» Exercise description:
Each line in the entries below that contains the word "TransactionId" counts once. Report how many there are and nothing more.

[Collection entries]
· · · ·

impl CodeTable {
    /// Singletons only; each usage equals the support of its item.
    pub fn standard(transactions: Arc<TransactionDatabase>) -> Self {
        let mut table = Self::empty(transactions, None, CoverStrategy::default());
        table.entries = singleton_entries(&table.transactions);
        table.reorder();
        table.count_singletons();
        table
    }

    /// Singletons plus the multi-item `codes`, bound to the standard table
    /// of `transactions`. Singletons among `codes` are ignored.
    ///
    /// With no multi-item codes the usages equal those of
    /// [`CodeTable::standard`], but the table is still bound: each used code
    /// is also priced with the standard table, so its size is larger than
    /// the standard table's by `Σ L_ST(X)`. Use [`CodeTable::standard`] for
    /// the baseline.
    pub fn new(transactions: Arc<TransactionDatabase>, codes: &[Itemset]) -> Self {
        Self::with_strategy(transactions, codes, CoverStrategy::default())
    }

    pub fn with_strategy(
        transactions: Arc<TransactionDatabase>,
        codes: &[Itemset],
        strategy: CoverStrategy,
    ) -> Self {
        let standard = Arc::new(Self::standard(transactions.clone()));
        let mut table = Self::empty(transactions, Some(standard), strategy);

        table.entries = singleton_entries(&table.transactions);
        for code in codes {
            table.push_code(code, None, None);
        }
        table.reorder();
        table.recount();
        table
    }

    fn empty(
        transactions: Arc<TransactionDatabase>,
        standard: Option<Arc<CodeTable>>,
        strategy: CoverStrategy,
    ) -> Self {
        Self {
            ids: CodeIdAllocator::starting_at(transactions.universe()),
            transactions,
            entries: vec![],
            usages: vec![],
            usage_bits: vec![],
            usage_total: 0,
            singletons: vec![],
            standard,
            strategy,
        }
    }

    /// Appends a multi-item code with its support derived from the bound
    /// database. Order and usages are left stale.
    fn push_code(&mut self, code: &Itemset, id: Option<CodeId>, rank: Option<Support>) -> bool {
        if code.len() < 2 || self.position(code).is_some() {
            return false;
        }

        let support_bits = self.transactions.support_bits(code);
        let support = support_bits.count_ones() as Support;
        let id = match id {
            Some(id) if id >= self.transactions.universe() => id,
            _ => self.ids.allocate(),
        };

        self.entries.push(Arc::new(CodeEntry {
            code: Itemset::with_support(code.items().iter().copied(), support),
            id,
            support_bits: Arc::new(support_bits),
            rank: rank.unwrap_or(support),
        }));
        true
    }

    fn reorder(&mut self) {
        self.entries.sort_by(|a, b| a.cover_order(b));

        self.singletons = vec![None; self.transactions.universe()];
        for (position, entry) in self.entries.iter().enumerate() {
            if let [item] = entry.code.items() {
                self.singletons[*item] = Some(position);
            }
        }
    }

    /// Singleton-only tables cover every transaction by its own items.
    fn count_singletons(&mut self) {
        self.usages = self
            .entries
            .iter()
            .map(|entry| entry.support_bits.count_ones() as Usage)
            .collect();
        self.usage_bits = self
            .entries
            .iter()
            .map(|entry| entry.support_bits.clone())
            .collect();
        self.usage_total = self.usages.iter().map(|&usage| usage as u64).sum();
    }

    fn recount(&mut self) {
        let (usages, usage_bits): (Vec<Usage>, Vec<Arc<Bits>>) =
            count_usages(&self.entries, &self.transactions, self.strategy)
                .into_iter()
                .map(|(usage, bits)| (usage, Arc::new(bits)))
                .unzip();

        self.usages = usages;
        self.usage_bits = usage_bits;
        self.usage_total = self.usages.iter().map(|&usage| usage as u64).sum();
    }

    /// Adds a multi-item code and recounts. Returns `false`, leaving the
    /// table untouched, for singletons and codes already present.
    ///
    /// A standard table becomes bound to a copy of itself.
    pub fn add_code(&mut self, code: &Itemset) -> bool {
        if code.len() < 2 || self.contains(code) {
            return false;
        }
        if self.standard.is_none() {
            self.standard = Some(Arc::new(self.clone()));
        }

        self.push_code(code, None, None);
        self.reorder();
        self.recount();
        true
    }

    /// This table with `code` added. Shares every unchanged entry.
    pub fn with_code(&self, code: &Itemset) -> CodeTable {
        let mut trial = self.clone();
        trial.add_code(code);
        trial
    }

    /// Removes a multi-item code and recounts. Singletons stay.
    pub fn remove_code(&mut self, code: &Itemset) -> bool {
        if code.len() < 2 {
            return false;
        }
        let position = match self.position(code) {
            Some(position) => position,
            None => return false,
        };

        self.entries.remove(position);
        self.reorder();
        self.recount();
        true
    }

    pub fn without_code(&self, code: &Itemset) -> CodeTable {
        let mut trial = self.clone();
        trial.remove_code(code);
        trial
    }

    /// Moves the table to another database: singletons are rebuilt from it,
    /// multi-item codes keep their identities, every support vector and
    /// usage is derived again. `mode` decides the cover order and the
    /// standard table, see [`Rebind`].
    pub fn set_transactions(&mut self, transactions: Arc<TransactionDatabase>, mode: Rebind) {
        let keep_order = mode != Rebind::Fresh;
        let kept: Vec<(Itemset, CodeId, Option<Support>)> = self
            .entries
            .iter()
            .filter(|entry| !entry.code.is_singleton())
            .map(|entry| (entry.code.clone(), entry.id, keep_order.then_some(entry.rank)))
            .collect();

        if let Some(last) = transactions.universe().checked_sub(1) {
            self.ids.reserve(last);
        }
        for (_, id, _) in &kept {
            if *id >= transactions.universe() {
                self.ids.reserve(*id);
            }
        }
        self.transactions = transactions;
        self.standard = match (self.standard.take(), mode) {
            (None, _) => None,
            (Some(reference), Rebind::KeepReference) => Some(reference),
            (Some(_), _) => Some(Arc::new(Self::standard(self.transactions.clone()))),
        };

        self.entries = singleton_entries(&self.transactions);
        for (code, id, rank) in &kept {
            self.push_code(code, Some(*id), *rank);
        }
        self.reorder();

        if self.is_standard() {
            self.count_singletons();
        } else {
            self.recount();
        }
    }

    /// A copy of this table moved to `transactions`.
    pub fn rebound(&self, transactions: Arc<TransactionDatabase>, mode: Rebind) -> CodeTable {
        let mut table = self.clone();
        table.set_transactions(transactions, mode);
        table
    }

    pub fn is_standard(&self) -> bool {
        self.standard.is_none()
    }

    /// The standard table that prices code items; `None` on a standard table.
    pub fn standard_table(&self) -> Option<&CodeTable> {
        self.standard.as_deref()
    }

    pub fn transactions(&self) -> &Arc<TransactionDatabase> {
        &self.transactions
    }

    pub fn strategy(&self) -> CoverStrategy {
        self.strategy
    }

    /// Number of codes, singletons included.
    pub fn len(&self) -> usize {
        self.entries.len()
    }

    pub fn is_empty(&self) -> bool {
        self.entries.is_empty()
    }

    /// All codes in standard cover order.
    pub fn codes(&self) -> impl Iterator<Item = Code<'_>> + '_ {
        (0..self.entries.len()).map(move |position| self.code_at(position))
    }

    /// The multi-item codes in standard cover order, with their support in
    /// the bound database.
    pub fn multi_item_codes(&self) -> Vec<Itemset> {
        self.entries
            .iter()
            .filter(|entry| !entry.code.is_singleton())
            .map(|entry| entry.code.clone())
            .collect()
    }

    fn code_at(&self, position: usize) -> Code<'_> {
        let entry = &self.entries[position];
        Code {
            itemset: &entry.code,
            id: entry.id,
            usage: self.usages[position],
            support: entry.code.support(),
        }
    }

    fn position(&self, code: &Itemset) -> Option<usize> {
        match code.items() {
            [item] => self.singletons.get(*item).copied().flatten(),
            _ => self.entries.iter().position(|entry| entry.code == *code),
        }
    }

    pub fn contains(&self, code: &Itemset) -> bool {
        self.position(code).is_some()
    }

    pub fn get(&self, code: &Itemset) -> Option<Code<'_>> {
        self.position(code).map(|position| self.code_at(position))
    }

    /// 0 for codes not in the table.
    pub fn usage(&self, code: &Itemset) -> Usage {
        self.position(code)
            .map_or(0, |position| self.usages[position])
    }

    /// Support in the bound database; 0 for codes not in the table.
    pub fn support(&self, code: &Itemset) -> Support {
        self.position(code)
            .map_or(0, |position| self.entries[position].code.support())
    }

    pub fn code_id(&self, code: &Itemset) -> Option<CodeId> {
        self.position(code)
            .map(|position| self.entries[position].id)
    }

    pub fn support_bits(&self, code: &Itemset) -> Option<&Bits> {
        self.position(code)
            .map(|position| &*self.entries[position].support_bits)
    }

    pub fn usage_bits(&self, code: &Itemset) -> Option<&Bits> {
        self.position(code)
            .map(|position| &*self.usage_bits[position])
    }

    pub fn usage_total(&self) -> u64 {
        self.usage_total
    }

    /// The codes covering `transaction`, in cover order.
    pub fn cover(&self, transaction: TransactionId) -> Vec<&Itemset> {
        self.usage_bits
            .iter()
            .zip(&self.entries)
            .filter(|(usage_bits, _)| bits::get(usage_bits, transaction))
            .map(|(_, entry)| &entry.code)
            .collect()
    }

    /// Runs the cover engine for one transaction and code, independently of
    /// the stored usage vectors.
    pub fn is_cover(&self, transaction: TransactionId, code: &Itemset) -> bool {
        match self.position(code) {
            Some(position) => CoverScan::new(&self.entries, &self.transactions, self.strategy)
                .is_cover(transaction, position),
            None => false,
        }
    }

    fn degenerate(&self, code: String, usage: Usage) -> KrimpError {
        KrimpError::DegenerateEncoding {
            code,
            usage,
            usage_total: self.usage_total,
        }
    }

    pub fn probability(&self, code: &Itemset) -> Result<f64> {
        if self.usage_total == 0 {
            return Err(self.degenerate(code.to_string(), self.usage(code)));
        }
        Ok(self.usage(code) as f64 / self.usage_total as f64)
    }

    /// `-ln(usage / usage_total)`; an error for unused codes.
    pub fn code_length(&self, code: &Itemset) -> Result<Nats> {
        match self.position(code) {
            Some(position) => self.code_length_at(position),
            None => Err(self.degenerate(code.to_string(), 0)),
        }
    }

    fn code_length_at(&self, position: usize) -> Result<Nats> {
        let usage = self.usages[position];
        if usage == 0 || self.usage_total == 0 {
            return Err(self.degenerate(self.entries[position].code.to_string(), usage));
        }
        Ok(-(usage as f64 / self.usage_total as f64).ln())
    }

    fn singleton_length(&self, item: ItemId) -> Result<Nats> {
        match self.singletons.get(item).copied().flatten() {
            Some(position) => self.code_length_at(position),
            None => Err(self.degenerate(item.to_string(), 0)),
        }
    }

    /// Cost of spelling out the items of `code` with the bound standard
    /// table. A standard table does not describe itself: 0.
    pub fn code_length_according_st(&self, code: &Itemset) -> Result<Nats> {
        match &self.standard {
            None => Ok(0.0),
            Some(standard) => code
                .items()
                .iter()
                .map(|&item| standard.singleton_length(item))
                .sum(),
        }
    }

    /// `L(t | CT)`
    pub fn transaction_encoded_length(&self, transaction: TransactionId) -> Result<Nats> {
        if transaction >= self.transactions.len() {
            return Err(KrimpError::TransactionOutOfRange {
                index: transaction,
                len: self.transactions.len(),
            });
        }

        self.usage_bits
            .iter()
            .enumerate()
            .filter(|(_, usage_bits)| bits::get(usage_bits, transaction))
            .map(|(position, _)| self.code_length_at(position))
            .sum()
    }

    /// `L(D | CT)`, summed per code as `usage · L(X)`.
    pub fn dataset_encoded_length(&self) -> Result<Nats> {
        self.usages
            .iter()
            .enumerate()
            .filter(|(_, &usage)| usage > 0)
            .map(|(position, &usage)| {
                self.code_length_at(position)
                    .map(|length| usage as f64 * length)
            })
            .sum()
    }

    /// `L(CT | D)`
    pub fn code_table_encoded_length(&self) -> Result<Nats> {
        self.usages
            .iter()
            .enumerate()
            .filter(|(_, &usage)| usage > 0)
            .map(|(position, _)| {
                let code = &self.entries[position].code;
                let length = self.code_length_at(position)?;
                Ok::<Nats, KrimpError>(length + self.code_length_according_st(code)?)
            })
            .sum()
    }

    /// `L(D, CT)`, the quantity the search minimizes.
    pub fn total_compressed_size(&self) -> Result<Nats> {
        Ok(self.code_table_encoded_length()? + self.dataset_encoded_length()?)
    }
}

· · · ·

» Task output:
3